The data.
• • • • • • •

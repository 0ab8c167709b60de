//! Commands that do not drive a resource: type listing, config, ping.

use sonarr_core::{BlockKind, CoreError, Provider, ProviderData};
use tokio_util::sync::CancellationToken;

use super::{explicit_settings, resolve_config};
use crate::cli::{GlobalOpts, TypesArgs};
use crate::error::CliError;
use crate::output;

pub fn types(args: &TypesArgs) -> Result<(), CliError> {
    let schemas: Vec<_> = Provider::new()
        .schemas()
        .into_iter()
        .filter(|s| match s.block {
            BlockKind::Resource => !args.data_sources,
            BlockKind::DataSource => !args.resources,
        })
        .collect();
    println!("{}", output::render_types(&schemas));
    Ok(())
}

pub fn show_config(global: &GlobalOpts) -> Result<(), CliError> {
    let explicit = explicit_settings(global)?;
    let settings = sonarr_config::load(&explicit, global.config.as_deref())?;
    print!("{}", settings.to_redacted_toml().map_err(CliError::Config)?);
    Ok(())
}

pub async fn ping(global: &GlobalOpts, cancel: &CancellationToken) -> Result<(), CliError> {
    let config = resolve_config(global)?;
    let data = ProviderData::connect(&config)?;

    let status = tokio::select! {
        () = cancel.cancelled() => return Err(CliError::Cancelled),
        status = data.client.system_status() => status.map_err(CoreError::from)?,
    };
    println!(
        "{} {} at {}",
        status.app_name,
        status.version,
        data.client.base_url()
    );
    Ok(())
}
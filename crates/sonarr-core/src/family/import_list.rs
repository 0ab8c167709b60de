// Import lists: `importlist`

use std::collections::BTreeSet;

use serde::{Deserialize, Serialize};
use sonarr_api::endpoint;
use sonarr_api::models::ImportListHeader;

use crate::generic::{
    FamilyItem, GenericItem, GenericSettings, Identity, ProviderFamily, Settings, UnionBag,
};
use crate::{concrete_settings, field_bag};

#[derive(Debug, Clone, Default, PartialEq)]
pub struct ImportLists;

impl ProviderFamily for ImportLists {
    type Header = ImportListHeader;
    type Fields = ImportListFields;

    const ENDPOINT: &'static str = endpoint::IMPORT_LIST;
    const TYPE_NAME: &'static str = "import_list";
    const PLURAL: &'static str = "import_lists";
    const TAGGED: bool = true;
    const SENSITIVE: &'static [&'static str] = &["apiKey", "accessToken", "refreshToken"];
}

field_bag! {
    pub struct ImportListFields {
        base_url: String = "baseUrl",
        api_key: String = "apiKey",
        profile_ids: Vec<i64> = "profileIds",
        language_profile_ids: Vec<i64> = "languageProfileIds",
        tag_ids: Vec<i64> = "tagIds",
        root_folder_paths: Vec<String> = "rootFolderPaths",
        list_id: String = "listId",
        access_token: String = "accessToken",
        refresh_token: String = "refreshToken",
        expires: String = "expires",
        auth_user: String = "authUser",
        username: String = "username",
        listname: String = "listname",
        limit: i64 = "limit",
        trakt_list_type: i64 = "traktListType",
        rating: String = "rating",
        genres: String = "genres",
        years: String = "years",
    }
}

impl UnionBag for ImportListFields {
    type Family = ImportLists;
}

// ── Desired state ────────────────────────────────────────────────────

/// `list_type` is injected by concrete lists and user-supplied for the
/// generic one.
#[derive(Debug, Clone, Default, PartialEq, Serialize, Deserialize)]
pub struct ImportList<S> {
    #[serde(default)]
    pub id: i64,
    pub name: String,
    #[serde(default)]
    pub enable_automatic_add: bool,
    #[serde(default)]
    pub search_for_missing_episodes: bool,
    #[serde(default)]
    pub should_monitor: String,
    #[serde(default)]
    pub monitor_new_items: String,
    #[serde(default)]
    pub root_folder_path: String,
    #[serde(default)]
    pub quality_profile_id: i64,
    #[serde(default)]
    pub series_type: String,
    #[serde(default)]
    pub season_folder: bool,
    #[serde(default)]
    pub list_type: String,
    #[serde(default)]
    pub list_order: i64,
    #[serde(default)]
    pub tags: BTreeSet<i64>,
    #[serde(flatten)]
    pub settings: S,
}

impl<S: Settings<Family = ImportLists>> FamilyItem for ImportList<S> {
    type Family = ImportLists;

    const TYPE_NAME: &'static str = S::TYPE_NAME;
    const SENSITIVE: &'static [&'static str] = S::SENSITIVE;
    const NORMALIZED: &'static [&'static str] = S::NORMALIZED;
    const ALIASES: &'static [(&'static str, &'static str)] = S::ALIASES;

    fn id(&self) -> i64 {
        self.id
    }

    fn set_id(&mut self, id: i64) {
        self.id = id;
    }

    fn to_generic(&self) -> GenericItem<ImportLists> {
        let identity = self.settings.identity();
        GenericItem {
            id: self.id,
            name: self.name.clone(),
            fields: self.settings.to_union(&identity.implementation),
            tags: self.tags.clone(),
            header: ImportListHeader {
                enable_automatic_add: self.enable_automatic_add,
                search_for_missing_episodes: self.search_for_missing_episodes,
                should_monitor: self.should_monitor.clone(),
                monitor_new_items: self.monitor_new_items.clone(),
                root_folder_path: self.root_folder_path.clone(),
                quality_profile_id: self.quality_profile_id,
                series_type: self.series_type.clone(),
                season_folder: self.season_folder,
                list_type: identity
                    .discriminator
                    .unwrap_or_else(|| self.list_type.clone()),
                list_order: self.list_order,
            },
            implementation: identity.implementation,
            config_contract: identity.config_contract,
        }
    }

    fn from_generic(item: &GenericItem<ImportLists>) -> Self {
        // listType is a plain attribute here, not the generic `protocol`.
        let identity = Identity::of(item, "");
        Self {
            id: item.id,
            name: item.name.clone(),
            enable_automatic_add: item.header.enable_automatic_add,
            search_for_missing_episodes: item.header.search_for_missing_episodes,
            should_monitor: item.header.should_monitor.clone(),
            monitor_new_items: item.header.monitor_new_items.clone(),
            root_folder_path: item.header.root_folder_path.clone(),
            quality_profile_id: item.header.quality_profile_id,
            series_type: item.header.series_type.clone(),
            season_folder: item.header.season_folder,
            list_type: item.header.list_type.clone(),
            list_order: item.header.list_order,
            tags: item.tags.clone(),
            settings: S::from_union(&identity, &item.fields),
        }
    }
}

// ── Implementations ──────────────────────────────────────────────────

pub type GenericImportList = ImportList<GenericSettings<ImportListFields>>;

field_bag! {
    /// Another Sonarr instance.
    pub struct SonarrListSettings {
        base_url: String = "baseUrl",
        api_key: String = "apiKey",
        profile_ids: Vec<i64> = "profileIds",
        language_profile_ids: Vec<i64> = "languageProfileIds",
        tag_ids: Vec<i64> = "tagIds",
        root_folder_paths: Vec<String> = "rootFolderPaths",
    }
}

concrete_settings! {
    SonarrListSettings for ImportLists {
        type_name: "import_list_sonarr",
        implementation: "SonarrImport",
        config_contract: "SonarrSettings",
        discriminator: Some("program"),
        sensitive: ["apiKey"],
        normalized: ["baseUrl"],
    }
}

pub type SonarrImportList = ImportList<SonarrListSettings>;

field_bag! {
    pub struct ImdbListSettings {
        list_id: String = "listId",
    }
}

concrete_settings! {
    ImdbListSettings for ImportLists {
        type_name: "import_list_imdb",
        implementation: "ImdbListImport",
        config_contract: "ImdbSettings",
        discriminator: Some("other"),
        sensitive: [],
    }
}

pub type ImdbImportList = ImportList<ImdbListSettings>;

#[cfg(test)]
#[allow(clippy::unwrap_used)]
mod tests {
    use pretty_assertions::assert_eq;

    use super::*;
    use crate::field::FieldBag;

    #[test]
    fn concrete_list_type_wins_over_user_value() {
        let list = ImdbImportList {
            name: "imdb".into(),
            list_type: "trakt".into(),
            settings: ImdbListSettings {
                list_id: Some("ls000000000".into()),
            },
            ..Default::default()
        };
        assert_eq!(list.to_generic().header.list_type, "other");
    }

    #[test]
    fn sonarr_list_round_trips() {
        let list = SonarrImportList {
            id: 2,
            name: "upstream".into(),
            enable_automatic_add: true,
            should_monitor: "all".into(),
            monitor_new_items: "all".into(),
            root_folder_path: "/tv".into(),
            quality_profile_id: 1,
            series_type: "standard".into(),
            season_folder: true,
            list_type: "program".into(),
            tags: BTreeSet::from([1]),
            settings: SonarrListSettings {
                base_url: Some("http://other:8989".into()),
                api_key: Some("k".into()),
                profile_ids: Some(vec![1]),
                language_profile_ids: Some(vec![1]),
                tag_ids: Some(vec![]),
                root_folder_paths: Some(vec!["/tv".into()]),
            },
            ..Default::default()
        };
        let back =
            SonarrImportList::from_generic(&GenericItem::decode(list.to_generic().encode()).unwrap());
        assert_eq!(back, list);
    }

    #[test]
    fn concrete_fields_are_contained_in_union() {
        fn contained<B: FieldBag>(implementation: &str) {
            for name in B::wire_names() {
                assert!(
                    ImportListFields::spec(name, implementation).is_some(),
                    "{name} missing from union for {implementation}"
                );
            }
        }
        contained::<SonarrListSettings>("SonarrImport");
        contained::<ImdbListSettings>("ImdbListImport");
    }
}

• • • • • • •

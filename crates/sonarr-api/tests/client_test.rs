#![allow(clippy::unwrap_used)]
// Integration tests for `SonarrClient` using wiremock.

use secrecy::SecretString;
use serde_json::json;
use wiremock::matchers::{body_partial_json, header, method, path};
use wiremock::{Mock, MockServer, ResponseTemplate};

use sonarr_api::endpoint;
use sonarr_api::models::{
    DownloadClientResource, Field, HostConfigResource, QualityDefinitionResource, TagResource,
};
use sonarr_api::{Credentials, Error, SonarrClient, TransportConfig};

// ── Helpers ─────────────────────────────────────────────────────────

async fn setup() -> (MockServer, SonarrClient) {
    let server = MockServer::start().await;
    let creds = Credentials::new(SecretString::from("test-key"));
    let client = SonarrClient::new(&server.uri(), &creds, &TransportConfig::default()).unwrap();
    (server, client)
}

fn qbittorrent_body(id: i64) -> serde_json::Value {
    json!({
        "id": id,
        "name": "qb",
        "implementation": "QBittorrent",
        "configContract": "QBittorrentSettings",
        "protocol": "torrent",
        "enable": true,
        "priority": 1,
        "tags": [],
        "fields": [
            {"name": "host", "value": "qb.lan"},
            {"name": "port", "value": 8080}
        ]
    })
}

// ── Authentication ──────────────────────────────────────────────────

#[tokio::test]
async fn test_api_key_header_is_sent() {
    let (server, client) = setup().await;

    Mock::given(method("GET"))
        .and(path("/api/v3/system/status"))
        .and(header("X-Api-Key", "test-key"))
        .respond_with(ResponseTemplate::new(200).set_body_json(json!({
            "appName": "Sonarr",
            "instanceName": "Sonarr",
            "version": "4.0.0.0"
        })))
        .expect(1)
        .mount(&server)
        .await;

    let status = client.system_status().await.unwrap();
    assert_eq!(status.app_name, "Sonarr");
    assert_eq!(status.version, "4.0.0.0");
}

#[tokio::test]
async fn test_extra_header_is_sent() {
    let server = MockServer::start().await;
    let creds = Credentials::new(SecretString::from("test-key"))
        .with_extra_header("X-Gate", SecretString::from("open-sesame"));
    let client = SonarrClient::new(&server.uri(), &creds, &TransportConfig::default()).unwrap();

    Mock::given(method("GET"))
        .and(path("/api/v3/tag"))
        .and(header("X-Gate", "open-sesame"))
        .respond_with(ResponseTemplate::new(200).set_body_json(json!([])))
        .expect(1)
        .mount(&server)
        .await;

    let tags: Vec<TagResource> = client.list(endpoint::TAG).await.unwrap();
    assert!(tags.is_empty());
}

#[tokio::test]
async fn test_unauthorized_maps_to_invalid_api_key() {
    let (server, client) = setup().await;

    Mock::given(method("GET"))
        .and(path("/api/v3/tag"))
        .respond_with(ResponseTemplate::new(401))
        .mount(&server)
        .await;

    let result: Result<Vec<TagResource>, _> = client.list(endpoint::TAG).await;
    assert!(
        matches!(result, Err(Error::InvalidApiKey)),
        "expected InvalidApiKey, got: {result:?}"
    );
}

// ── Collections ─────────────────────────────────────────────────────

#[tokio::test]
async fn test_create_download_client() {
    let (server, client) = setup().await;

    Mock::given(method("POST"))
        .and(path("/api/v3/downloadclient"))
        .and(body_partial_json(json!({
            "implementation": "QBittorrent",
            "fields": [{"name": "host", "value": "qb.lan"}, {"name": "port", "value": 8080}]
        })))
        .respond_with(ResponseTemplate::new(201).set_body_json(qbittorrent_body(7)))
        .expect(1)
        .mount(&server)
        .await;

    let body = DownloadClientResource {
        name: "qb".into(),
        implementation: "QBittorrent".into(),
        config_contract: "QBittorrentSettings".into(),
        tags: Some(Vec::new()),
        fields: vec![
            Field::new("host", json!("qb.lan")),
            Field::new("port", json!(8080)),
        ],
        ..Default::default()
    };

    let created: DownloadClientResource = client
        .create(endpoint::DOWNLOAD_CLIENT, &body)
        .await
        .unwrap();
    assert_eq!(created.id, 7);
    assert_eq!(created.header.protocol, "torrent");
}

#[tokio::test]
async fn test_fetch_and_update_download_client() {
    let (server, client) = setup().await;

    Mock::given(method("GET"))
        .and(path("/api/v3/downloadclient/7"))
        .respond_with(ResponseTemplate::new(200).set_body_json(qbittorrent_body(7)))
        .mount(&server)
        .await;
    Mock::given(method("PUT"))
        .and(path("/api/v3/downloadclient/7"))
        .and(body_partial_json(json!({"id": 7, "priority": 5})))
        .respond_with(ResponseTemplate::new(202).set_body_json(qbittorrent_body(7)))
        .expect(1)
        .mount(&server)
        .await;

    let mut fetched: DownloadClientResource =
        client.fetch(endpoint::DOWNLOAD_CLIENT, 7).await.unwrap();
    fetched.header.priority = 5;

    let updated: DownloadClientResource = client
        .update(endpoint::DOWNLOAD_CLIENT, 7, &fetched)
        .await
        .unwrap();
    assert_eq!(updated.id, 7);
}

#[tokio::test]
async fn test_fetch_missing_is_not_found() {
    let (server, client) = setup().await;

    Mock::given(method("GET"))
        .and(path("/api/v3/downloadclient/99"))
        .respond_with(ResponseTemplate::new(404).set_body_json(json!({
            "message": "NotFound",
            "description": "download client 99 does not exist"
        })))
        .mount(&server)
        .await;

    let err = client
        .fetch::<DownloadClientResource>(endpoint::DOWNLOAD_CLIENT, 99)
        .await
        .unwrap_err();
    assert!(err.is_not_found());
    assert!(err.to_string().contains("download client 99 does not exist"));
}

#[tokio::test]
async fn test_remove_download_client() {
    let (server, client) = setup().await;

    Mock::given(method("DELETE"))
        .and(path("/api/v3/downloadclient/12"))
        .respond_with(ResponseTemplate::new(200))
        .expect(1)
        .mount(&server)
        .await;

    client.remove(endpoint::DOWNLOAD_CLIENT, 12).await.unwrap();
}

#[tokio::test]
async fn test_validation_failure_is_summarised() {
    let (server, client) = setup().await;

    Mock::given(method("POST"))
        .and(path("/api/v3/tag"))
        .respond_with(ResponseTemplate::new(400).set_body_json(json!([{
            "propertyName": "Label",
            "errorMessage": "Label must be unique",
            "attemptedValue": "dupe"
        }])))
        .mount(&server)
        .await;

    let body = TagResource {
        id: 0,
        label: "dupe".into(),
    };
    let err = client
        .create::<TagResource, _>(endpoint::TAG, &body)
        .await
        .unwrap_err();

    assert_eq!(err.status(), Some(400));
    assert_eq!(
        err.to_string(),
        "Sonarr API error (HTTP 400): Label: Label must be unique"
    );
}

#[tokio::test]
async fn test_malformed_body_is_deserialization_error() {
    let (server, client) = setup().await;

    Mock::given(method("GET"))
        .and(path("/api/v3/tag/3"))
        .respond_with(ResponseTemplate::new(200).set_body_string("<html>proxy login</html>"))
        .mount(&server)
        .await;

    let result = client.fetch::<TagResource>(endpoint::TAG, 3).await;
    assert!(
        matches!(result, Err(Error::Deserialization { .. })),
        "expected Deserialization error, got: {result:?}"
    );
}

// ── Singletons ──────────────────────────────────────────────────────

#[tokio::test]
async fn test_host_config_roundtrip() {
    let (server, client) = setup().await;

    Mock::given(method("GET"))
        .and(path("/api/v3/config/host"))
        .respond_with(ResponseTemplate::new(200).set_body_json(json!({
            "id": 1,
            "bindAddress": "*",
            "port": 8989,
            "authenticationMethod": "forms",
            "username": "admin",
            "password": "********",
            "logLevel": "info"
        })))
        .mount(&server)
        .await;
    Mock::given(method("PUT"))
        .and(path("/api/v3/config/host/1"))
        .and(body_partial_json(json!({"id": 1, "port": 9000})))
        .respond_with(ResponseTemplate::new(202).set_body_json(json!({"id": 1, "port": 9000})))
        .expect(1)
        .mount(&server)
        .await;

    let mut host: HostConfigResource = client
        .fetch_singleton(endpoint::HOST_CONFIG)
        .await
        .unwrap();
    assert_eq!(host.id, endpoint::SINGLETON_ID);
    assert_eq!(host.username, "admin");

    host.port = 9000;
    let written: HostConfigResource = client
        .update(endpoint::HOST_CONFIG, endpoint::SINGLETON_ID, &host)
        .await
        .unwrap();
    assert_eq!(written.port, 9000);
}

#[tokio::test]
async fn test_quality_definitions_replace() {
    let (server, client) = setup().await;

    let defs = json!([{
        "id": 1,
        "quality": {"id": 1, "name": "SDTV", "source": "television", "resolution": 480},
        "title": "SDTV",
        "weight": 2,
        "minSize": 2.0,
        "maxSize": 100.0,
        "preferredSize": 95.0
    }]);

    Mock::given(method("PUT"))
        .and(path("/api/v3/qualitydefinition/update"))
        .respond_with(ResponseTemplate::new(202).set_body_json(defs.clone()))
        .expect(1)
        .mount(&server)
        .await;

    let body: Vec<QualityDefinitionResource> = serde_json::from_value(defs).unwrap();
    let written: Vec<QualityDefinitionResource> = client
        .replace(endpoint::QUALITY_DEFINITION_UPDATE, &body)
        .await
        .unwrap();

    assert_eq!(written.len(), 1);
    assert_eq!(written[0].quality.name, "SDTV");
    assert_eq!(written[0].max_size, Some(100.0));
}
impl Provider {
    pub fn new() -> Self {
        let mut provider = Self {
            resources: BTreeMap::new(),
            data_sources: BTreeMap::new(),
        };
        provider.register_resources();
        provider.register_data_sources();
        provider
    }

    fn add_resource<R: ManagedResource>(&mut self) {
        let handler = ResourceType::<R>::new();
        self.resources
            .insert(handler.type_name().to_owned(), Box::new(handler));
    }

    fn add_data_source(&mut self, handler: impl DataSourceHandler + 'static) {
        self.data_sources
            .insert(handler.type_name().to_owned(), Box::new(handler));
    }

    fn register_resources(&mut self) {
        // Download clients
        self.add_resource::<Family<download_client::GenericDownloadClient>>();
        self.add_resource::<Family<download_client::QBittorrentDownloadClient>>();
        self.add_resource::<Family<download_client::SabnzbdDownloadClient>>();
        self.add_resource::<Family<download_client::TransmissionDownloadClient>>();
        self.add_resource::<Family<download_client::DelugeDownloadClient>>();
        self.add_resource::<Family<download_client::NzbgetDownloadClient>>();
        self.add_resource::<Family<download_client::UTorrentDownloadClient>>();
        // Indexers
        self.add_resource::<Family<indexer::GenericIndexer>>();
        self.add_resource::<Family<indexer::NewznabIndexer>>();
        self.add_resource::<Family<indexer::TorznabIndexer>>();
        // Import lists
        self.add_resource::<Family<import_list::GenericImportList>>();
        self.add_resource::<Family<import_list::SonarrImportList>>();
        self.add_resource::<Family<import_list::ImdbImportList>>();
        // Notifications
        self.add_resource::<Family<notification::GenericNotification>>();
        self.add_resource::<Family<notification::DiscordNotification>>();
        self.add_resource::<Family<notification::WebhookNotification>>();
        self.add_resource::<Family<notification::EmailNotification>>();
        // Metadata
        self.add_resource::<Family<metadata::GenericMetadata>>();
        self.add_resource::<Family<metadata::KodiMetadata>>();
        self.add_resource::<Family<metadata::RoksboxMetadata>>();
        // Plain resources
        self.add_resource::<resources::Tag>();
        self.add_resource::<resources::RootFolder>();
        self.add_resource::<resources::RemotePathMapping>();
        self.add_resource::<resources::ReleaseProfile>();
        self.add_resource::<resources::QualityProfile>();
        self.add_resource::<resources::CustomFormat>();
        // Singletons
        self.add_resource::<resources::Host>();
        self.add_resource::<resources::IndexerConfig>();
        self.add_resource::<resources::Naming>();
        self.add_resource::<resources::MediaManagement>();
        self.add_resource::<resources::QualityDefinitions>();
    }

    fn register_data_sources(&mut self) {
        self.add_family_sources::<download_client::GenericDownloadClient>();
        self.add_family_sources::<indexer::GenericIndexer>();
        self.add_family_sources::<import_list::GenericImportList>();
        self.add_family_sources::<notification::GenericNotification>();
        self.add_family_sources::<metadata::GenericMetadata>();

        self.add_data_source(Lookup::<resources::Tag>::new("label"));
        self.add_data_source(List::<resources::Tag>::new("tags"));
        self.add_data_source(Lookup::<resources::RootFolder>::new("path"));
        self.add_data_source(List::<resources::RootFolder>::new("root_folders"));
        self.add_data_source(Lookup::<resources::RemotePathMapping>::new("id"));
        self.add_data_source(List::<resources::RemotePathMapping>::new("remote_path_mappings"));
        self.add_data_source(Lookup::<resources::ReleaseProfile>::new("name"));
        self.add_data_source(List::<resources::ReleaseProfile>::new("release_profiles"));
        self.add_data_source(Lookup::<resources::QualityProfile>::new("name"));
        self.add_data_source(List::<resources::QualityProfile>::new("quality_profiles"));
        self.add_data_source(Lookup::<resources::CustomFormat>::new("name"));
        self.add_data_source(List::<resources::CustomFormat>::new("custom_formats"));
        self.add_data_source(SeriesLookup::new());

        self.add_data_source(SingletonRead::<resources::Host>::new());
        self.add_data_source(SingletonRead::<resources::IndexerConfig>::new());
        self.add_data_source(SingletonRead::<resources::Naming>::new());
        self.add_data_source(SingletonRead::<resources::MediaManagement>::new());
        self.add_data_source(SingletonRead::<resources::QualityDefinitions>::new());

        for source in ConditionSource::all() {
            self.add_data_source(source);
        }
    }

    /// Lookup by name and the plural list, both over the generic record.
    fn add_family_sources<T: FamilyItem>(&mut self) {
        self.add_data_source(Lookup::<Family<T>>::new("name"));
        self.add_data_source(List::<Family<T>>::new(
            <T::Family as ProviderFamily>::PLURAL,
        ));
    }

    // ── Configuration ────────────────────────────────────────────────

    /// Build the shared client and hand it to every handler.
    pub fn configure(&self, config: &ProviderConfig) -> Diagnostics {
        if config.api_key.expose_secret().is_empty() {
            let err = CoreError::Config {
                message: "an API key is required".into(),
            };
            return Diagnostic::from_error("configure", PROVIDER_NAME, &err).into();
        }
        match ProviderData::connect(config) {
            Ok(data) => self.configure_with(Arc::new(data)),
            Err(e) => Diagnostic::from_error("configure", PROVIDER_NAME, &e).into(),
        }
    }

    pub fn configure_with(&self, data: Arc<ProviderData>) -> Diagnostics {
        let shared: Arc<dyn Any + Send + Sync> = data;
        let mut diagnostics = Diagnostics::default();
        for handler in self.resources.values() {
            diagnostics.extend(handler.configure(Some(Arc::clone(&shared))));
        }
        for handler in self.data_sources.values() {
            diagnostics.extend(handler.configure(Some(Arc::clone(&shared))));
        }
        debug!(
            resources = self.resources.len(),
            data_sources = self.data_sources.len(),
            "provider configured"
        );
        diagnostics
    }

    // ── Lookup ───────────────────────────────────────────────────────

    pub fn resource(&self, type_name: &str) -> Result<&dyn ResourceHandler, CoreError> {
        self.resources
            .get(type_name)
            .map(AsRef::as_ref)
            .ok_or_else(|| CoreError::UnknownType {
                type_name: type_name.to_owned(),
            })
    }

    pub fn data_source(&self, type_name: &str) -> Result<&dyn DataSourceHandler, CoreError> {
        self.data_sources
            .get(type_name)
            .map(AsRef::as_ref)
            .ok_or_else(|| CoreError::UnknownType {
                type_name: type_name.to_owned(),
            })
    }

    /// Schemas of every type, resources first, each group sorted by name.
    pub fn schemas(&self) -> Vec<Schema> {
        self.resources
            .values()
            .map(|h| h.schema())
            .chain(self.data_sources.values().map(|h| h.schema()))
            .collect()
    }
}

• • • • • • •

Exercise details.
Give the number of lines in the material above that contain "InvalidApiKey", with no other words.

Answer to this problem.
2